Charles J. Ryan, State’s Attorney of Morgan County, of Jacksonville, for appellee.

MR. PRESIDING JUSTICE CRAVEN

delivered the opinion of the court.

*330The defendant appeals his conviction, in a jury trial, for the offense of robbery. A sentence of not less than two nor more than ten years was imposed. It is the defendant’s assertion in this court that the State failed to prove his guilt beyond a reasonable doubt, that the trial court committed reversible error by its refusal to give certain instructions, and finally that the sentence is too severe considering the prior criminal record of the defendant and the facts of this offense.

At the trial, one Richard Cruzan, the victim of a robbery, identified the defendant as the perpetrator of the offense in consort with a companion. The story related by the victim indicates that he entered a restaurant or diner in Meredosia, Illinois, at 10 a. m. on April 21, 1966. Alberta Cochrane, a waitress, served the defendant. At the time the victim was present in the restaurant, the defendant and another man were present. The victim, in the course of a conversation with the waitress, stated his intentions with reference to checking in a cottage at a beach and outlined his proposed morning activities with reference to certain stops he was then to make. The victim was then engaged in the business of selling insurance.

The testimony further indicates that the defendant and his companion left the restaurant at approximately the same time as the victim, around 10:20 a. m. Cruzan followed the itinerary discussed at the restaurant, went to call on a client, and then reentered his car and drove north toward an area called “Sunset Beach.” In the course of his travels, he came upon a car stopped in the middle of the road. Cruzan stopped his car, got out and walked toward a man standing next to the apparently stalled or disabled vehicle. As he reached the car, Cruzan was grabbed from behind and beaten about the head with a weapon he described as a sock filled with some hard object. The beating caused his loss of consciousness. *331When he regained consciousness, some $350 that he had on his person was missing.

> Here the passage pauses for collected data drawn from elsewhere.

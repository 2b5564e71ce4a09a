// src/models/order.rs

use chrono::{DateTime, Utc};
use rust_decimal::Decimal;
use serde::{Deserialize, Serialize};
use sqlx::{FromRow, Type as SqlxType};

/// Stored as lowercase TEXT.
#[derive(Debug, Clone, Copy, PartialEq, Eq, Serialize, Deserialize, SqlxType)]
#[sqlx(rename_all = "lowercase")]
#[serde(rename_all = "lowercase")]
pub enum OrderStatus {
  Pending,
  Paid,
}

#[derive(Debug, Clone, Serialize, FromRow)]
pub struct Order {
  pub id: i64,
  pub total_cents: i64,
  pub currency: String,
  pub status: OrderStatus,
  pub provider_session_id: Option<String>,
  pub created_at: DateTime<Utc>,
}

/// One line of an [`OrderSummary`].
#[derive(Debug, Clone, PartialEq, Eq, Serialize, Deserialize)]
pub struct SummaryLine {
  pub product_name: String,
  pub quantity: u32,
  pub line_total: Decimal,
}

/// What the success page shows; kept in the session after checkout.
#[derive(Debug, Clone, PartialEq, Eq, Serialize, Deserialize)]
pub struct OrderSummary {
  pub order_id: i64,
  pub lines: Vec<SummaryLine>,
  pub subtotal: Decimal,
  pub currency: String,
  pub provider_session_id: Option<String>,
  /// `true` when no hosted payment took place.
  pub simulated: bool,
}
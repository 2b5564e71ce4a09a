// src/models/product.rs

use rust_decimal::Decimal;
use serde::Serialize;
use sqlx::FromRow;

#[derive(Debug, Clone, PartialEq, Eq, Serialize, FromRow)]
pub struct Product {
  pub id: i64,
  pub name: String,
  pub description: Option<String>,
  /// Price in minor currency units.
  pub price_cents: i64,
  pub image_url: Option<String>,
  pub category: Option<String>,
}

impl Product {
  pub fn price(&self) -> Decimal {
    Decimal::new(self.price_cents, 2)
  }
}
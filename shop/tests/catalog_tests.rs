// tests/catalog_tests.rs
#[macro_use]
mod common;

use actix_web::http::{header, StatusCode};
use actix_web::test;
use common::*;
use serial_test::serial;
use simple_shop::db::{self, SeedProduct};
use simple_shop::services::catalog::{self, CatalogFilter, PriceBand};
use simple_shop::services::sessions::SessionId;

async fn body_of(resp: actix_web::dev::ServiceResponse) -> String {
  String::from_utf8(test::read_body(resp).await.to_vec()).unwrap()
}

#[actix_web::test]
#[serial]
async fn test_default_catalog_seeding_is_idempotent() {
  setup_tracing();
  let pool = db::connect("sqlite::memory:").await.unwrap();
  db::prepare_database(&pool, true).await.unwrap();

  let products = catalog::list_products(&pool, &CatalogFilter::default()).await.unwrap();
  assert_eq!(products.len(), db::DEFAULT_CATALOG.len());
  assert_eq!(products[0].name, "Minimalist T-Shirt");

  assert_eq!(db::seed_products(&pool, db::DEFAULT_CATALOG).await.unwrap(), 0);
  db::prepare_database(&pool, true).await.unwrap();
  let again = catalog::list_products(&pool, &CatalogFilter::default()).await.unwrap();
  assert_eq!(again.len(), db::DEFAULT_CATALOG.len());

  let categories = catalog::list_categories(&pool).await.unwrap();
  assert!(categories.windows(2).all(|w| w[0] < w[1]));
  assert!(categories.contains(&"Electronics".to_string()));
}

#[actix_web::test]
#[serial]
async fn test_catalog_filters() {
  let shop = TestShop::new(None).await;
  let pool = &shop.state.db_pool;

  let by_name = catalog::list_products(pool, &CatalogFilter::from_params(Some("PRODUCT"), None, None))
    .await
    .unwrap();
  assert_eq!(
    by_name.iter().map(|p| p.id).collect::<Vec<_>>(),
    vec![shop.product_a, shop.product_b]
  );

  let gadgets = catalog::list_products(pool, &CatalogFilter::from_params(None, Some("Gadgets"), None))
    .await
    .unwrap();
  assert_eq!(gadgets.len(), 2);

  let mid = catalog::list_products(
    pool,
    &CatalogFilter {
      price_band: Some(PriceBand::Mid),
      ..Default::default()
    },
  )
  .await
  .unwrap();
  assert_eq!(mid.len(), 1);
  assert_eq!(mid[0].id, shop.product_pricey);

  let low_gadgets = catalog::list_products(pool, &CatalogFilter::from_params(None, Some("Gadgets"), Some("low")))
    .await
    .unwrap();
  assert_eq!(low_gadgets.len(), 1);
  assert_eq!(low_gadgets[0].id, shop.product_b);

  let ignored_band = catalog::list_products(pool, &CatalogFilter::from_params(None, None, Some("bogus")))
    .await
    .unwrap();
  assert_eq!(ignored_band.len(), 3);

  let wildcard = catalog::list_products(pool, &CatalogFilter::from_params(Some("%"), None, None))
    .await
    .unwrap();
  assert!(wildcard.is_empty());
}

#[actix_web::test]
#[serial]
async fn test_name_search_with_non_ascii_names() {
  let shop = TestShop::new(None).await;
  let pool = &shop.state.db_pool;
  db::seed_products(
    pool,
    &[SeedProduct {
      name: "Crème ÉCLAIR Tin",
      description: "Accented name.",
      price_cents: 1_500,
      image_url: "https://img.example/eclair.jpg",
      category: "Pantry",
    }],
  )
  .await
  .unwrap();

  for query in ["ÉCLAIR", "crème", "TIN"] {
    let found = catalog::list_products(pool, &CatalogFilter::from_params(Some(query), None, None))
      .await
      .unwrap();
    assert_eq!(found.len(), 1, "query {:?}", query);
    assert_eq!(found[0].name, "Crème ÉCLAIR Tin");
  }
}

#[actix_web::test]
#[serial]
async fn test_catalog_page_renders_products_and_sets_cookie() {
  let shop = TestShop::new(None).await;
  let app = shop_app!(shop.state.clone());

  let resp = test::call_service(&app, test::TestRequest::get().uri("/").to_request()).await;
  assert_eq!(resp.status(), StatusCode::OK);
  assert!(resp
    .response()
    .cookies()
    .any(|c| c.name() == "shop_session" && SessionId::parse(c.value()).is_some()));
  let body = body_of(resp).await;
  assert!(body.contains("Product A"));
  assert!(body.contains("INR 10.00"));
  assert!(body.contains("Pricey Gadget"));

  let req = test::TestRequest::get().uri("/?q=pricey&price=mid").to_request();
  let body = body_of(test::call_service(&app, req).await).await;
  assert!(body.contains("Pricey Gadget"));
  assert!(!body.contains("Product A"));
}

#[actix_web::test]
#[serial]
async fn test_product_detail_and_missing_pages() {
  let shop = TestShop::new(None).await;
  let app = shop_app!(shop.state.clone());

  let req = test::TestRequest::get()
    .uri(&format!("/products/{}", shop.product_b))
    .to_request();
  let resp = test::call_service(&app, req).await;
  assert_eq!(resp.status(), StatusCode::OK);
  assert!(body_of(resp).await.contains("Five units of currency."));

  for uri in ["/products/999999", "/products/not-a-number", "/no/such/page"] {
    let resp = test::call_service(&app, test::TestRequest::get().uri(uri).to_request()).await;
    assert_eq!(resp.status(), StatusCode::NOT_FOUND, "uri {}", uri);
    assert!(resp
      .headers()
      .get(header::CONTENT_TYPE)
      .is_some_and(|v| v.to_str().unwrap_or("").starts_with("text/html")));
    assert!(body_of(resp).await.contains("Error 404"));
  }
}

#[actix_web::test]
#[serial]
async fn test_health_reports_database() {
  let shop = TestShop::new(None).await;
  let app = shop_app!(shop.state.clone());

  let resp = test::call_service(&app, test::TestRequest::get().uri("/health").to_request()).await;
  assert_eq!(resp.status(), StatusCode::OK);
  let body: serde_json::Value = test::read_body_json(resp).await;
  assert_eq!(body["status"], "ok");
  assert_eq!(body["database"], "ok");
}
use std::sync::Arc;

use crate::assets::decode::{fit_cover, premultiply_rgba8_in_place};
use crate::assets::fonts::{FontSet, ShapedText, TextLayoutEngine};
use crate::assets::svg_raster::BrandMark;
use crate::compose::visual::{Element, PageVisual, PhotoElement, TextBlock, VerticalAlign};
use crate::config::JournalConfig;
use crate::document::assemble::PageRaster;
use crate::foundation::core::{Affine, PageCanvas, Rect, Rgba8};
use crate::foundation::error::{KeepsakeError, KeepsakeResult};
use crate::render::encode::encode_jpeg;
use crate::render::shadow::shadow_sprite;

/// Unencoded page pixels, premultiplied RGBA8, row-major.
#[derive(Clone, Debug)]
pub struct PageRgba {
    pub width: u32,
    pub height: u32,
    pub data: Vec<u8>,
}

impl PageRgba {
    /// Premultiplied `[r, g, b, a]` at device pixel `(x, y)`.
    pub fn pixel(&self, x: u32, y: u32) -> Option<[u8; 4]> {
        if x >= self.width || y >= self.height {
            return None;
        }
        let i = ((y as usize) * (self.width as usize) + x as usize) * 4;
        let px = self.data.get(i..i + 4)?;
        Some([px[0], px[1], px[2], px[3]])
    }
}

/// Fonts and brand mark loaded once per run and shared by every rasterizer.
#[derive(Clone, Debug, Default)]
pub struct RenderAssets {
    pub fonts: FontSet,
    pub brand: Option<BrandMark>,
}

impl RenderAssets {
    pub fn load(cfg: &JournalConfig) -> KeepsakeResult<Self> {
        let fonts = FontSet::load(&cfg.fonts)?;
        let brand = cfg.brand_svg.as_deref().map(BrandMark::load).transpose()?;
        Ok(Self { fonts, brand })
    }
}

/// Renders [`PageVisual`]s onto an isolated CPU surface.
///
/// One rasterizer per worker: it owns its text layout state and creates a fresh render context for
/// every page, so nothing is shared between concurrently rendering pages.
pub struct Rasterizer {
    canvas: PageCanvas,
    width: u16,
    height: u16,
    jpeg_quality: u8,
    text: TextLayoutEngine,
    brand: Option<BrandMark>,
    has_fonts: bool,
}

impl Rasterizer {
    pub fn new(cfg: &JournalConfig, assets: &RenderAssets) -> KeepsakeResult<Self> {
        let (w, h) = cfg.canvas.pixel_size()?;
        let width: u16 = w
            .try_into()
            .map_err(|_| KeepsakeError::environment("page width exceeds u16"))?;
        let height: u16 = h
            .try_into()
            .map_err(|_| KeepsakeError::environment("page height exceeds u16"))?;
        Ok(Self {
            canvas: cfg.canvas,
            width,
            height,
            jpeg_quality: cfg.jpeg_quality,
            text: TextLayoutEngine::new(&assets.fonts)?,
            brand: assets.brand.clone(),
            has_fonts: !assets.fonts.is_empty(),
        })
    }

    /// Render and JPEG-encode one page.
    #[tracing::instrument(skip_all, fields(page = visual.index, kind = ?visual.kind))]
    pub fn rasterize(&mut self, visual: &PageVisual) -> KeepsakeResult<PageRaster> {
        let frame = self.render_rgba(visual)?;
        let jpeg = encode_jpeg(&frame, self.jpeg_quality)?;
        tracing::debug!(bytes = jpeg.len(), "page encoded");
        Ok(PageRaster {
            index: visual.index,
            kind: visual.kind,
            width: frame.width,
            height: frame.height,
            jpeg,
        })
    }

    /// Render one page to premultiplied RGBA8 at device resolution.
    ///
    /// Every image is fitted and every paragraph shaped before the context is flushed, so the
    /// returned pixels are final.
    pub fn render_rgba(&mut self, visual: &PageVisual) -> KeepsakeResult<PageRgba> {
        let mut ctx = vello_cpu::RenderContext::new(self.width, self.height);
        let mut pixmap = vello_cpu::Pixmap::new(self.width, self.height);

        ctx.set_transform(vello_cpu::kurbo::Affine::IDENTITY);
        ctx.set_paint(color_to_cpu(Rgba8 {
            a: 255,
            ..visual.background
        }));
        ctx.fill_rect(&vello_cpu::kurbo::Rect::new(
            0.0,
            0.0,
            f64::from(self.width),
            f64::from(self.height),
        ));

        for element in &visual.elements {
            ctx.set_paint_transform(vello_cpu::kurbo::Affine::IDENTITY);
            match element {
                Element::Fill { rect, color } => {
                    ctx.set_transform(affine_to_cpu(self.page_transform()));
                    ctx.set_paint(color_to_cpu(*color));
                    ctx.fill_rect(&rect_to_cpu(*rect));
                }
                Element::Photo(photo) => self.draw_photo(&mut ctx, photo)?,
                Element::Text(block) => self.draw_text(&mut ctx, block)?,
                Element::Brand { rect, fallback } => match self.brand.clone() {
                    Some(mark) => self.draw_brand(&mut ctx, &mark, *rect)?,
                    None => self.draw_text(&mut ctx, fallback)?,
                },
            }
        }

        ctx.flush();
        ctx.render_to_pixmap(&mut pixmap);
        Ok(PageRgba {
            width: u32::from(self.width),
            height: u32::from(self.height),
            data: pixmap.data_as_u8_slice().to_vec(),
        })
    }

    fn page_transform(&self) -> Affine {
        Affine::scale(self.canvas.scale)
    }

    /// Snap a logical rect to whole device pixels: `(x, y, width, height)`.
    fn device_rect(&self, rect: Rect) -> (f64, f64, u32, u32) {
        let s = self.canvas.scale;
        let x0 = (rect.x0 * s).round();
        let y0 = (rect.y0 * s).round();
        let w = ((rect.x1 * s).round() - x0).max(1.0);
        let h = ((rect.y1 * s).round() - y0).max(1.0);
        (x0, y0, w as u32, h as u32)
    }

    fn draw_photo(
        &mut self,
        ctx: &mut vello_cpu::RenderContext,
        photo: &PhotoElement,
    ) -> KeepsakeResult<()> {
        let (x, y, w, h) = self.device_rect(photo.rect);

        if let Some(shadow) = photo.shadow {
            let s = self.canvas.scale;
            let sprite = shadow_sprite(w, h, (shadow.blur * s) as f32, shadow.color)?;
            let paint = premul_image(&sprite.rgba8_premul, sprite.width, sprite.height)?;
            let pad = f64::from(sprite.pad);
            ctx.set_transform(vello_cpu::kurbo::Affine::translate((
                x + (shadow.offset_x * s).round() - pad,
                y + (shadow.offset_y * s).round() - pad,
            )));
            ctx.set_paint(paint);
            ctx.fill_rect(&vello_cpu::kurbo::Rect::new(
                0.0,
                0.0,
                f64::from(sprite.width),
                f64::from(sprite.height),
            ));
        }

        ctx.set_transform(vello_cpu::kurbo::Affine::translate((x, y)));
        let target = vello_cpu::kurbo::Rect::new(0.0, 0.0, f64::from(w), f64::from(h));
        match photo.image.image() {
            Some(decoded) => {
                let mut fitted = fit_cover(decoded, w, h).into_raw();
                premultiply_rgba8_in_place(&mut fitted);
                ctx.set_paint(premul_image(&fitted, w, h)?);
            }
            None => {
                tracing::debug!(photo = %photo.photo, "drawing placeholder for unavailable photo");
                ctx.set_paint(color_to_cpu(photo.placeholder));
            }
        }
        ctx.fill_rect(&target);
        Ok(())
    }

    fn draw_brand(
        &mut self,
        ctx: &mut vello_cpu::RenderContext,
        mark: &BrandMark,
        rect: Rect,
    ) -> KeepsakeResult<()> {
        let (x, y, w, h) = self.device_rect(rect);
        let (mw, mh) = mark.fit_within(w, h);
        let pixels = mark.rasterize_premul_rgba8(mw, mh)?;
        let ox = x + f64::from(w.saturating_sub(mw) / 2);
        let oy = y + f64::from(h.saturating_sub(mh) / 2);

        ctx.set_transform(vello_cpu::kurbo::Affine::translate((ox, oy)));
        ctx.set_paint(premul_image(&pixels, mw, mh)?);
        ctx.fill_rect(&vello_cpu::kurbo::Rect::new(
            0.0,
            0.0,
            f64::from(mw),
            f64::from(mh),
        ));
        Ok(())
    }

    fn draw_text(
        &mut self,
        ctx: &mut vello_cpu::RenderContext,
        block: &TextBlock,
    ) -> KeepsakeResult<()> {
        if block.paragraphs.is_empty() {
            return Ok(());
        }
        if !self.has_fonts {
            tracing::debug!(
                text = %block.paragraphs[0].text,
                "no font available, skipping text block"
            );
            return Ok(());
        }

        let max_width = block.frame.width() as f32;
        let mut shaped: Vec<ShapedText> = Vec::with_capacity(block.paragraphs.len());
        for para in &block.paragraphs {
            if let Some(s) = self.text.layout(para, max_width, block.align)? {
                shaped.push(s);
            }
        }
        if shaped.is_empty() {
            return Ok(());
        }

        let total_h: f64 = shaped.iter().map(ShapedText::height).sum::<f64>()
            + block.gap * (shaped.len() - 1) as f64;
        let mut y = match block.v_align {
            VerticalAlign::Top => block.frame.y0,
            VerticalAlign::Center => block.frame.y0 + (block.frame.height() - total_h) / 2.0,
            VerticalAlign::Bottom => block.frame.y1 - total_h,
        };

        let layered = block.opacity < 1.0;
        if layered {
            ctx.push_opacity_layer(block.opacity);
        }
        for s in &shaped {
            let xf = self.page_transform() * Affine::translate((block.frame.x0, y));
            ctx.set_transform(affine_to_cpu(xf));
            draw_shaped(ctx, s);
            y += s.height() + block.gap;
        }
        if layered {
            ctx.pop_layer();
        }
        Ok(())
    }
}

/// Stroke width for faux bold, as a fraction of the font size.
const FAUX_BOLD_EM: f32 = 0.04;

fn draw_shaped(ctx: &mut vello_cpu::RenderContext, shaped: &ShapedText) {
    for line in shaped.layout.lines() {
        for item in line.items() {
            let parley::layout::PositionedLayoutItem::GlyphRun(run) = item else {
                continue;
            };
            let brush = run.style().brush;
            ctx.set_paint(vello_cpu::peniko::Color::from_rgba8(
                brush.r, brush.g, brush.b, brush.a,
            ));
            let glyphs: Vec<vello_cpu::Glyph> = run
                .positioned_glyphs()
                .map(|g| vello_cpu::Glyph {
                    id: g.id,
                    x: g.x,
                    y: g.y,
                })
                .collect();

            // Only one face per role is registered, so italic and bold runs come back from parley
            // as synthesis requests on the regular face.
            let font_size = run.run().font_size();
            let synthesis = run.run().synthesis();
            let skew = synthesis.skew().map(faux_italic);

            let mut fill = ctx.glyph_run(&shaped.font).font_size(font_size);
            if let Some(t) = skew {
                fill = fill.glyph_transform(t);
            }
            fill.fill_glyphs(glyphs.iter().copied());

            if synthesis.embolden() {
                ctx.set_stroke(vello_cpu::kurbo::Stroke::new(f64::from(
                    font_size * FAUX_BOLD_EM,
                )));
                let mut stroke = ctx.glyph_run(&shaped.font).font_size(font_size);
                if let Some(t) = skew {
                    stroke = stroke.glyph_transform(t);
                }
                stroke.stroke_glyphs(glyphs.iter().copied());
            }
        }
    }
}

/// Horizontal skew leaning glyph tops right by `degrees`.
///
/// Glyph outlines are already y-down when this transform applies, so the shear factor is negated.
fn faux_italic(degrees: f32) -> vello_cpu::kurbo::Affine {
    vello_cpu::kurbo::Affine::skew(-f64::from(degrees.to_radians().tan()), 0.0)
}

fn color_to_cpu(c: Rgba8) -> vello_cpu::peniko::Color {
    vello_cpu::peniko::Color::from_rgba8(c.r, c.g, c.b, c.a)
}

fn affine_to_cpu(a: Affine) -> vello_cpu::kurbo::Affine {
    vello_cpu::kurbo::Affine::new(a.as_coeffs())
}

fn rect_to_cpu(r: Rect) -> vello_cpu::kurbo::Rect {
    vello_cpu::kurbo::Rect::new(r.x0, r.y0, r.x1, r.y1)
}

/// Wrap premultiplied RGBA8 bytes as an image paint.
fn premul_image(rgba8_premul: &[u8], width: u32, height: u32) -> KeepsakeResult<vello_cpu::Image> {
    let w: u16 = width
        .try_into()
        .map_err(|_| KeepsakeError::environment("image width exceeds u16"))?;
    let h: u16 = height
        .try_into()
        .map_err(|_| KeepsakeError::environment("image height exceeds u16"))?;
    if rgba8_premul.len() != width as usize * height as usize * 4 {
        return Err(KeepsakeError::environment("image byte length mismatch"));
    }

    let mut may_have_opacities = false;
    let pixels: Vec<vello_cpu::peniko::color::PremulRgba8> = rgba8_premul
        .chunks_exact(4)
        .map(|px| {
            may_have_opacities |= px[3] != 255;
            vello_cpu::peniko::color::PremulRgba8 {
                r: px[0],
                g: px[1],
                b: px[2],
                a: px[3],
            }
        })
        .collect();

    let pixmap = vello_cpu::Pixmap::from_parts_with_opacity(pixels, w, h, may_have_opacities);
    Ok(vello_cpu::Image {
        image: vello_cpu::ImageSource::Pixmap(Arc::new(pixmap)),
        sampler: vello_cpu::peniko::ImageSampler::default(),
    })
}

#[cfg(test)]
#[path = "../../tests/unit/render/cpu.rs"]
mod tests;
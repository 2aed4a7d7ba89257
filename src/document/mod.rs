pub(crate) mod assemble;
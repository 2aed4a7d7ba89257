pub(crate) mod cancel;
pub(crate) mod core;
pub(crate) mod error;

The victim identified the defendant as one of his assailants and described the automobile that he had observed on the road and an object he observed in the car.

Mrs. Cochrane’s testimony corroborated that of the victim insofar as it related to the activities in and about the restaurant.

The defendant sought to establish an alibi. One witness, a banker, testified that the defendant arranged for and made a loan on the day preceding the robbery in the amount of $100 for the purpose of purchasing an automobile. Other witnesses called by the defendant testified as to their activities on the date of the robbery, their association with the defendant on that date in connection with title transfer or motor-vehicle license-plate transfer in Springfield and the route traveled to and from Springfield, and this testimony, if believed, would so locate the defendant as of the time of the robbery to make it physically impossible for him to have been at the scene of the offense.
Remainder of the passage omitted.